Pulling back slightly, I looked her straight in the eye, and her own widened in surprise, probably at the tear tracks lining my face that were so markedly absent on her own.

"I know, and I feel the same way," I offered quietly, taking one of her hands in my own and squeezing lightly as I turned toward the stairs. "But let's now talk about all that stuff tonight, I don't think I'm ready to relive it out loud quite yet, no matter how many times my brain likes to replay it for me."

Emily nodded and followed me silently up the stairs, slipping out of her jacket and shoes before climbing into bed with me pretty much as soon as we reached my room. After struggling internally with myself for at least five minutes, I rolled over and reached my arms out to her, inexplicably relieved when she rolled into them so effortlessly. It took only seconds for her to snuggle deep into my embrace, and I had never felt so safe in my life.

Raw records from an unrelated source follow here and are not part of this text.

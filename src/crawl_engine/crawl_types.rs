//! Run-level error type and crawl bookkeeping types.

use crate::lifecycle::LifecycleError;
use crate::persistence::StorageError;

/// Errors that end an audit run.
///
/// Per-page faults never become an `AuditError`; they are absorbed by the
/// page processor. Everything here crosses the orchestrator boundary.
#[derive(Debug, thiserror::Error)]
pub enum AuditError {
    /// The render resource could not be acquired or failed as a whole
    #[error("Browser error: {0}")]
    Browser(String),

    /// Persistence needed by the run itself is unavailable
    #[error("Storage error: {0}")]
    Storage(#[from] StorageError),

    #[error("Lifecycle error: {0}")]
    Lifecycle(#[from] LifecycleError),

    #[error("Report generation failed: {0}")]
    Report(String),

    /// The run finished without recording a single page
    #[error("No pages could be crawled.")]
    EmptyCrawl,

    #[error("Invalid input: {0}")]
    InvalidInput(String),
}

impl AuditError {
    /// Wrap a render-layer error, keeping its full context chain
    pub fn browser(err: &anyhow::Error) -> Self {
        Self::Browser(format!("{err:#}"))
    }
}

/// Convenience alias for Result with `AuditError`
pub type AuditResult<T> = Result<T, AuditError>;

/// What one crawl produced
#[derive(Debug, Clone, Copy, Default, PartialEq, Eq)]
pub struct CrawlSummary {
    /// URLs dequeued and handed to the page processor
    pub attempted: usize,
    /// Page records created; never exceeds the budget
    pub recorded: usize,
    /// Page records that also got an analysis
    pub analyzed: usize,
}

Before my confusion could overwhelm me again, Em's lips were brushing against my skin once more as she whispered to me.

"I don't remember how many nights it was, after a while time just didn't seem to exist anymore, but there was one night that I almost opened my door to venture out. It was because I heard you scream earlier that day, and it tore me apart. I wanted to comfort you, see if you were okay, I needed to see you, but I couldn't do it. I was too afraid. I'm sorry, Spence. I'm sorry I was too afraid to help you. I'm sorry I was a coward."

Her voice broke a little toward the end of her speech, but otherwise it was hard to read her. So I just squeezed her tightly to me, taking a deep breath before responding.

"If you were a coward, then we all were, Emily. No one else will ever understand what we all went through down there, and we will always carry it with us, but eventually we need to forgive each other, because we need each other, and you don't give up on the people you love, none of us do," I offered, trying my best not to cry again.

Too many tears had been shed recently.

There was a pause, a silence between us that frightened me more than any words could have, but thankfully it didn't last long enough for me to start panicking too intensely.

"I think the harder part is going to be forgiving ourselves," Em breathed, her voice rough with emotion.

I had no idea how to respond to that, so I stayed silent. She was right, of course, but I had no clue what to do about it, and obviously neither did she. So we just lay there silently, holding each other tightly, the future looming before us, ominous and uncertain.

The only thing I was certain of was that I never wanted to let Emily go.